§ **Work item**: The line containing "Ok(structured_result(summary, &data))" marks the end; copy exactly all lines from the start of the material up to and including it.
•••
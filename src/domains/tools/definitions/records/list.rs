//! List DNS records tool definition.

use rmcp::model::CallToolResult;
use schemars::JsonSchema;
use serde::Deserialize;
use tracing::info;

use crate::domains::cloudflare::{CloudflareClient, DnsRecord};
use crate::domains::tools::definitions::common::{
    format_timestamp, format_ttl, structured_result, success_result, yes_no,
};
use crate::domains::tools::{DnsTool, ToolError};

/// Parameters for the list DNS records tool.
#[derive(Debug, Clone, Default, Deserialize, JsonSchema)]
#[serde(rename_all = "camelCase")]
pub struct ListDnsRecordsParams {
    /// Zone ID to list records for (optional if set in config)
    pub zone_id: Option<String>,

    /// Filter by record type (e.g., A, AAAA, CNAME, MX, TXT)
    #[serde(rename = "type")]
    pub record_type: Option<String>,

    /// Filter by record name (e.g., www.example.com)
    pub name: Option<String>,
}

/// List DNS records tool.
pub struct ListDnsRecordsTool;

#[async_trait::async_trait]
impl DnsTool for ListDnsRecordsTool {
    const NAME: &'static str = "cloudflare_list_dns_records";
    const DESCRIPTION: &'static str = "List DNS records for a zone";
    const ACTION: &'static str = "listing DNS records";

    type Params = ListDnsRecordsParams;

    async fn run(
        client: &CloudflareClient,
        params: ListDnsRecordsParams,
    ) -> Result<CallToolResult, ToolError> {
        let records = client
            .list_dns_records(
                params.zone_id.as_deref(),
                params.record_type.as_deref(),
                params.name.as_deref(),
            )
            .await?;
        info!("Listed {} DNS records", records.len());

        if records.is_empty() {
            return Ok(success_result(
                "No DNS records found with the specified criteria.".to_string(),
            ));
        }

        let summary = render_records(&records);
        let data = serde_json::json!({ "count": records.len(), "records": records });
        Ok(structured_result(summary, &data))
    }
}

fn render_records(records: &[DnsRecord]) -> String {
    let entries: Vec<String> = records.iter().map(render_entry).collect();
    format!(
        "Found {} DNS records:\n\n{}",
        records.len(),
        entries.join("\n\n")
    )
}

fn render_entry(record: &DnsRecord) -> String {
    let mut lines = vec![
        format!("• {} ({})", record.name, record.record_type),
        format!("  - Content: {}", record.content),
        format!("  - TTL: {}", format_ttl(record.ttl)),
        format!("  - Proxied: {}", yes_no(record.proxied)),
        format!("  - ID: {}", record.id),
    ];
    if let Some(priority) = record.priority.filter(|p| *p != 0) {
        lines.push(format!("  - Priority: {}", priority));
    }
    if let Some(comment) = record.comment.as_deref().filter(|c| !c.is_empty()) {
        lines.push(format!("  - Comment: {}", comment));
    }
    lines.push(format!("  - Modified: {}", format_timestamp(&record.modified_on)));

    lines.join("\n")
}

#[cfg(test)]
mod tests {
    use super::*;
    use crate::domains::cloudflare::http::testing::RecordingExecutor;
    use crate::domains::tools::definitions::common::test_support::{
        args, client, failure, is_error, record_json, text,
    };
    use crate::domains::tools::execute;
    use serde_json::json;
    use std::sync::Arc;

    #[tokio::test]
    async fn test_list_records_renders_entries() {
        let mut mx = record_json();
        mx["id"] = json!("rec456");
        mx["name"] = json!("example.com");
        mx["type"] = json!("MX");
        mx["content"] = json!("mail.example.com");
        mx["ttl"] = json!(3600);
        mx["priority"] = json!(10);
        mx["comment"] = json!("primary mail");
        let executor = Arc::new(RecordingExecutor::success(json!([record_json(), mx])));
        let client = client(&executor, Some("zone123"));

        let result = execute::<ListDnsRecordsTool>(&client, args(json!({}))).await;

        assert!(!is_error(&result));
        let text = text(&result);
        assert!(text.starts_with("Found 2 DNS records:"));
        assert!(text.contains("• www.example.com (A)\n  - Content: 203.0.113.5\n  - TTL: Auto"));
        assert!(text.contains("  - Proxied: No\n  - ID: rec123\n  - Modified: 2024-05-02 11:30:00 UTC"));
        assert!(text.contains("  - TTL: 3600"));
        assert!(text.contains("  - Priority: 10"));
        assert!(text.contains("  - Comment: primary mail"));
    }

    #[tokio::test]
    async fn test_list_records_empty_is_not_error() {
        let executor = Arc::new(RecordingExecutor::success(json!([])));
        let client = client(&executor, Some("zone123"));

        let result = execute::<ListDnsRecordsTool>(
            &client,
            args(json!({ "type": "CNAME", "name": "nothing.example.com" })),
        )
        .await;

        assert!(!is_error(&result));
        assert_eq!(
            text(&result),
            "No DNS records found with the specified criteria."
        );
        assert!(executor.requests()[0]
            .url
            .ends_with("/zones/zone123/dns_records?type=CNAME&name=nothing.example.com"));
    }

    #[tokio::test]
    async fn test_list_records_without_zone() {
        let executor = Arc::new(RecordingExecutor::new());
        let client = client(&executor, None);

        let result = execute::<ListDnsRecordsTool>(&client, args(json!({}))).await;

        assert!(is_error(&result));
        assert!(text(&result).starts_with("Error listing DNS records: Zone ID is required"));
        assert_eq!(executor.request_count(), 0);
    }

    #[tokio::test]
    async fn test_list_records_unknown_error() {
        let executor = Arc::new(RecordingExecutor::responding(failure(&[])));
        let client = client(&executor, Some("zone123"));

        let result = execute::<ListDnsRecordsTool>(&client, args(json!({}))).await;

        assert!(is_error(&result));
        assert!(text(&result).contains("Unknown error"));
    }
}
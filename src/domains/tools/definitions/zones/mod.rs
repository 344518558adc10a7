//! Zone tools.
//!
//! - `list`: List all zones visible to the API token
//! - `get`: Show the details of one zone

pub mod get;
pub mod list;

pub use get::{GetZoneParams, GetZoneTool};
pub use list::{ListZonesParams, ListZonesTool};
//! Core module containing shared infrastructure components.
//!
//! This module provides the foundational building blocks for the MCP server,
//! including error handling, configuration, server lifecycle management,
//! and transport layer abstractions.

pub mod config;
pub mod error;
pub mod server;
pub mod transport;

pub use config::Config;
pub use error::{Error, Result};
pub use server::McpServer;
pub use transport::{TransportConfig, TransportService};
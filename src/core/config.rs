//! Configuration management for the MCP server.
//!
//! This module provides a centralized configuration structure populated from
//! environment variables (and a `.env` file when present), falling back to
//! defaults for everything except the Cloudflare API token.

use super::error::{Error, Result};
use super::transport::TransportConfig;
use crate::domains::cloudflare::CF_API_BASE;
use serde::{Deserialize, Serialize};

/// Main configuration structure for the MCP server.
#[derive(Debug, Clone, Serialize, Deserialize)]
pub struct Config {
    /// Server identification and metadata.
    pub server: ServerConfig,

    /// Logging configuration.
    pub logging: LoggingConfig,

    /// Transport configuration.
    pub transport: TransportConfig,

    /// Cloudflare API credentials.
    pub credentials: CredentialsConfig,

    /// Cloudflare API endpoint settings.
    pub api: ApiConfig,
}

/// Server identification configuration.
#[derive(Debug, Clone, Serialize, Deserialize)]
pub struct ServerConfig {
    /// The name of the server as reported to clients.
    pub name: String,

    /// The version of the server.
    pub version: String,
}

/// Logging configuration.
#[derive(Debug, Clone, Serialize, Deserialize)]
pub struct LoggingConfig {
    /// Log level filter (e.g., "info", "debug", "trace").
    pub level: String,

    /// Whether to include timestamps in log output.
    pub with_timestamps: bool,
}

/// Cloudflare API credentials.
#[derive(Clone, Default, Serialize, Deserialize)]
pub struct CredentialsConfig {
    /// Bearer token used for every API call. Required.
    pub api_token: String,

    /// Zone used by record tools when the caller does not pass one.
    pub zone_id: Option<String>,
}

/// Custom Debug implementation to redact secrets from logs.
impl std::fmt::Debug for CredentialsConfig {
    fn fmt(&self, f: &mut std::fmt::Formatter<'_>) -> std::fmt::Result {
        f.debug_struct("CredentialsConfig")
            .field("api_token", &"[REDACTED]")
            .field("zone_id", &self.zone_id)
            .finish()
    }
}

/// Cloudflare API endpoint settings.
#[derive(Debug, Clone, Serialize, Deserialize)]
pub struct ApiConfig {
    /// Base URL of the v4 API, without trailing slash.
    pub base_url: String,
}

impl Default for ApiConfig {
    fn default() -> Self {
        Self {
            base_url: CF_API_BASE.to_string(),
        }
    }
}

impl Default for Config {
    fn default() -> Self {
        Self {
            server: ServerConfig {
                name: "cloudflare-mcp".to_string(),
                version: env!("CARGO_PKG_VERSION").to_string(),
            },
            logging: LoggingConfig {
                level: "info".to_string(),
                with_timestamps: true,
            },
            transport: TransportConfig::default(),
            credentials: CredentialsConfig::default(),
            api: ApiConfig::default(),
        }
    }
}

impl Config {
    /// Load configuration from environment variables.
    ///
    /// Reads `CLOUDFLARE_API_TOKEN` (required), `CLOUDFLARE_ZONE_ID`,
    /// `CLOUDFLARE_API_BASE_URL` and the `MCP_`-prefixed server settings.
    /// Fails when no API token is available.
    pub fn from_env() -> Result<Self> {
        dotenvy::dotenv().ok();

        let mut config = Self::default();

        if let Ok(name) = std::env::var("MCP_SERVER_NAME") {
            config.server.name = name;
        }

        if let Ok(level) = std::env::var("MCP_LOG_LEVEL") {
            config.logging.level = level;
        }

        if let Ok(timestamps) = std::env::var("MCP_LOG_TIMESTAMPS") {
            config.logging.with_timestamps = timestamps.parse().unwrap_or(true);
        }

        // Load transport configuration from environment
        config.transport = TransportConfig::from_env();

        config.credentials.api_token = std::env::var("CLOUDFLARE_API_TOKEN")
            .ok()
            .filter(|t| !t.trim().is_empty())
            .ok_or_else(|| {
                Error::config(
                    "Cloudflare API token is required. Set the CLOUDFLARE_API_TOKEN environment variable.",
                )
            })?;

        config.credentials.zone_id = std::env::var("CLOUDFLARE_ZONE_ID")
            .ok()
            .filter(|z| !z.is_empty());

        if let Ok(base_url) = std::env::var("CLOUDFLARE_API_BASE_URL") {
            config.api.base_url = base_url;
        }

        Ok(config)
    }
}

#[cfg(test)]
mod tests {
    use super::*;
    use std::sync::Mutex;

    // Mutex to ensure env var tests run serially
    static ENV_TEST_LOCK: Mutex<()> = Mutex::new(());

    fn clear_cloudflare_env() {
        unsafe {
            std::env::remove_var("CLOUDFLARE_API_TOKEN");
            std::env::remove_var("CLOUDFLARE_ZONE_ID");
            std::env::remove_var("CLOUDFLARE_API_BASE_URL");
        }
    }

    #[test]
    fn test_credentials_from_env() {
        let _lock = ENV_TEST_LOCK.lock().unwrap();
        clear_cloudflare_env();
        unsafe {
            std::env::set_var("CLOUDFLARE_API_TOKEN", "test_token_12345");
            std::env::set_var("CLOUDFLARE_ZONE_ID", "zone_abc");
        }

        let config = Config::from_env().unwrap();
        assert_eq!(config.credentials.api_token, "test_token_12345");
        assert_eq!(config.credentials.zone_id.as_deref(), Some("zone_abc"));
        assert_eq!(config.api.base_url, CF_API_BASE);

        clear_cloudflare_env();
    }

    #[test]
    fn test_zone_id_is_optional() {
        let _lock = ENV_TEST_LOCK.lock().unwrap();
        clear_cloudflare_env();
        unsafe {
            std::env::set_var("CLOUDFLARE_API_TOKEN", "test_token");
        }

        let config = Config::from_env().unwrap();
        assert!(config.credentials.zone_id.is_none());

        clear_cloudflare_env();
    }

    #[test]
    fn test_missing_token_is_config_error() {
        let _lock = ENV_TEST_LOCK.lock().unwrap();
        clear_cloudflare_env();

        let result = Config::from_env();
        assert!(matches!(result, Err(Error::Config(_))));
    }

    #[test]
    fn test_blank_token_is_config_error() {
        let _lock = ENV_TEST_LOCK.lock().unwrap();
        clear_cloudflare_env();
        unsafe {
            std::env::set_var("CLOUDFLARE_API_TOKEN", "   ");
        }

        assert!(Config::from_env().is_err());

        clear_cloudflare_env();
    }

    #[test]
    fn test_base_url_override() {
        let _lock = ENV_TEST_LOCK.lock().unwrap();
        clear_cloudflare_env();
        unsafe {
            std::env::set_var("CLOUDFLARE_API_TOKEN", "test_token");
            std::env::set_var("CLOUDFLARE_API_BASE_URL", "http://localhost:9999/client/v4");
        }

        let config = Config::from_env().unwrap();
        assert_eq!(config.api.base_url, "http://localhost:9999/client/v4");

        clear_cloudflare_env();
    }

    #[test]
    fn test_credentials_redacted_in_debug() {
        let creds = CredentialsConfig {
            api_token: "super_secret_token".to_string(),
            zone_id: Some("zone1".to_string()),
        };
        let debug_str = format!("{:?}", creds);
        assert!(debug_str.contains("REDACTED"));
        assert!(!debug_str.contains("super_secret_token"));
        assert!(debug_str.contains("zone1"));
    }
}
//! DNS record tools.
//!
//! - `list`: List records of a zone with optional type/name filters
//! - `get`: Show a single record
//! - `create`: Create a record
//! - `update`: Patch selected fields of a record
//! - `delete`: Delete a record
//!
//! All record tools accept an optional `zoneId` and fall back to the
//! configured default zone.

pub mod create;
pub mod delete;
pub mod get;
pub mod list;
pub mod update;

pub use create::{CreateDnsRecordParams, CreateDnsRecordTool};
pub use delete::{DeleteDnsRecordParams, DeleteDnsRecordTool};
pub use get::{GetDnsRecordParams, GetDnsRecordTool};
pub use list::{ListDnsRecordsParams, ListDnsRecordsTool};
pub use update::{UpdateDnsRecordParams, UpdateDnsRecordTool};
•••
§ **Answer space**:
filename src/domains/tools/definitions/records/list.rs
//! List DNS records tool definition.

use rmcp::model::CallToolResult;
use schemars::JsonSchema;
use serde::Deserialize;
use tracing::info;

use crate::domains::cloudflare::{CloudflareClient, DnsRecord};
use crate::domains::tools::definitions::common::{
    format_timestamp, format_ttl, structured_result, success_result, yes_no,
};
use crate::domains::tools::{DnsTool, ToolError};

/// Parameters for the list DNS records tool.
#[derive(Debug, Clone, Default, Deserialize, JsonSchema)]
#[serde(rename_all = "camelCase")]
pub struct ListDnsRecordsParams {
    /// Zone ID to list records for (optional if set in config)
    pub zone_id: Option<String>,

    /// Filter by record type (e.g., A, AAAA, CNAME, MX, TXT)
    #[serde(rename = "type")]
    pub record_type: Option<String>,

    /// Filter by record name (e.g., www.example.com)
    pub name: Option<String>,
}

/// List DNS records tool.
pub struct ListDnsRecordsTool;

#[async_trait::async_trait]
impl DnsTool for ListDnsRecordsTool {
    const NAME: &'static str = "cloudflare_list_dns_records";
    const DESCRIPTION: &'static str = "List DNS records for a zone";
    const ACTION: &'static str = "listing DNS records";

    type Params = ListDnsRecordsParams;

    async fn run(
        client: &CloudflareClient,
        params: ListDnsRecordsParams,
    ) -> Result<CallToolResult, ToolError> {
        let records = client
            .list_dns_records(
                params.zone_id.as_deref(),
                params.record_type.as_deref(),
                params.name.as_deref(),
            )
            .await?;
        info!("Listed {} DNS records", records.len());

        if records.is_empty() {
            return Ok(success_result(
                "No DNS records found with the specified criteria.".to_string(),
            ));
        }

        let summary = render_records(&records);
        let data = serde_json::json!({ "count": records.len(), "records": records });
        Ok(structured_result(summary, &data))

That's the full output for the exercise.